Chronic infection and inflammation of the gums, peridontitis, is associated with increased risk of atherosclerosis, a clogging of the arteries. This is because inflammation spreads beyond the mouth, and the process of inflammation in artery walls over the long term contributes to the production of plaques of dead cells and metabolic waste. Here researchers look into the details of this link between the two conditions:
Chronic oral infection with the periodontal disease pathogen, Porphyromonas gingivalis, not only causes local inflammation of the gums leading to tooth loss but also is associated with an increased risk of atherosclerosis. Like other gram-negative bacteria, P. gingivalis has an outer layer that consists of sugars and lipids. The mammalian immune system has evolved to recognize parts of this bacterial coating, which then triggers a multi-pronged immune reaction. As part of the "arms race" between pathogens and their hosts, several types of gram-negative bacteria, including P. gingivalis, employ strategies by which they alter their outer coats to avoid the host immune defense.
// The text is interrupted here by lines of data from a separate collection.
//! Artefact naming policy for published azguard archives.
//!
//! Release archives follow the layout produced by the upstream release
//! pipeline: `<binary>_<version>_<os>_<arch>.tar.gz`, served from
//! `<base_url>/v<version>/`.

use super::error::{ArtefactError, Result};
use crate::platform::Platform;
use crate::release::version::ReleaseVersion;
use std::fmt;

/// The fixed file extension for release archives.
const ARTEFACT_EXTENSION: &str = ".tar.gz";

/// A validated executable name: a single, non-empty path component.
///
/// # Examples
///
/// ```
/// use azguard_installer::artefact::naming::BinaryName;
///
/// let name = BinaryName::try_from("azguard").expect("valid name");
/// assert_eq!(name.as_str(), "azguard");
/// assert!(BinaryName::try_from("../azguard").is_err());
/// ```
#[derive(Debug, Clone, PartialEq, Eq, Hash)]
pub struct BinaryName(String);

impl BinaryName {
    /// Return the name as a string slice.
    #[must_use]
    pub fn as_str(&self) -> &str {
        &self.0
    }
}

impl TryFrom<&str> for BinaryName {
    type Error = ArtefactError;

    fn try_from(value: &str) -> Result<Self> {
        let reject = |reason: &str| ArtefactError::InvalidBinaryName {
            value: value.to_owned(),
            reason: reason.to_owned(),
        };
        if value.trim().is_empty() {
            return Err(reject("name is empty"));
        }
        if value == "." || value == ".." {
            return Err(reject("name is a relative directory"));
        }
        if value.contains(['/', '\\']) {
            return Err(reject("name contains a path separator"));
        }
        Ok(Self(value.to_owned()))
    }
}

impl fmt::Display for BinaryName {
    fn fmt(&self, f: &mut fmt::Formatter<'_>) -> fmt::Result {
        write!(f, "{}", self.0)
    }
}

/// A fully-qualified release archive name.
///
/// # Examples
///
/// ```
/// use azguard_installer::artefact::naming::{ArtefactName, BinaryName};
/// use azguard_installer::platform::Platform;
/// use azguard_installer::release::version::ReleaseVersion;
///
/// let binary = BinaryName::try_from("azguard").expect("valid name");
/// let version = ReleaseVersion::try_from("1.0.0").expect("valid version");
/// let platform: Platform = "linux-amd64".parse().expect("valid platform");
///
/// let name = ArtefactName::new(&binary, &version, platform);
/// assert_eq!(name.filename(), "azguard_1.0.0_linux_amd64.tar.gz");
/// ```
#[derive(Debug, Clone, PartialEq, Eq)]
pub struct ArtefactName {
    binary: BinaryName,
    version: ReleaseVersion,
    platform: Platform,
}

impl ArtefactName {
    /// Create an artefact name from validated components.
    #[must_use]
    pub fn new(binary: &BinaryName, version: &ReleaseVersion, platform: Platform) -> Self {
        Self {
            binary: binary.clone(),
            version: version.clone(),
            platform,
        }
    }

    /// Return the archive filename.
    #[must_use]
    pub fn filename(&self) -> String {
        format!(
            "{}_{}_{}_{}{ARTEFACT_EXTENSION}",
            self.binary,
            self.version,
            self.platform.os.as_str(),
            self.platform.arch.as_str()
        )
    }

    /// Return the download URL under `base_url`.
    ///
    /// Archives live under the release tag, the version prefixed with `v`.
    #[must_use]
    pub fn url(&self, base_url: &str) -> String {
        format!(
            "{}/{}/{}",
            base_url.trim_end_matches('/'),
            self.version.tag(),
            self.filename()
        )
    }
}

impl fmt::Display for ArtefactName {
    fn fmt(&self, f: &mut fmt::Formatter<'_>) -> fmt::Result {
        write!(f, "{}", self.filename())
    }
}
[The researchers] focused on the role of a specific lipid expressed on the outer surface of P. gingivalis, called lipid A, which is known to interact with a key regulator of the host's immune system called TLR4. P. gingivalis can produce a number of different lipid A versions, and the researchers wanted to clarify how these modify the immune response and contribute to the ability of the pathogen to survive and cause inflammation - both locally, resulting in oral bone loss, and systemically, in distant blood vessels.
They constructed genetically modified strains of P. gingivalis with two distinct lipid A versions. The resulting bacteria produced either lipid A that activated TLR4 (called "agonist") or lipid A that interacted with TLR4 but blocked activation ("antagonist"). Utilizing these strains, they demonstrate that P. gingivalis production of antagonist lipid A renders the pathogen resistant to host bacterial killing responses. This facilitates bacterial survival in macrophages, specific immune cells that normally not only gobble up the bacteria but also "digest" and kill them.
When the researchers infected atherosclerosis-prone mice with the P. gingivalis TLR4 antagonist strain, they found that this exacerbates inflammation in the blood vessels and promotes atherosclerosis. In contrast, the ability of P. gingivalis to induce local inflammatory bone loss was independent of lipid A variations, which demonstrates that there are distinct mechanisms for induction of local versus systemic inflammation.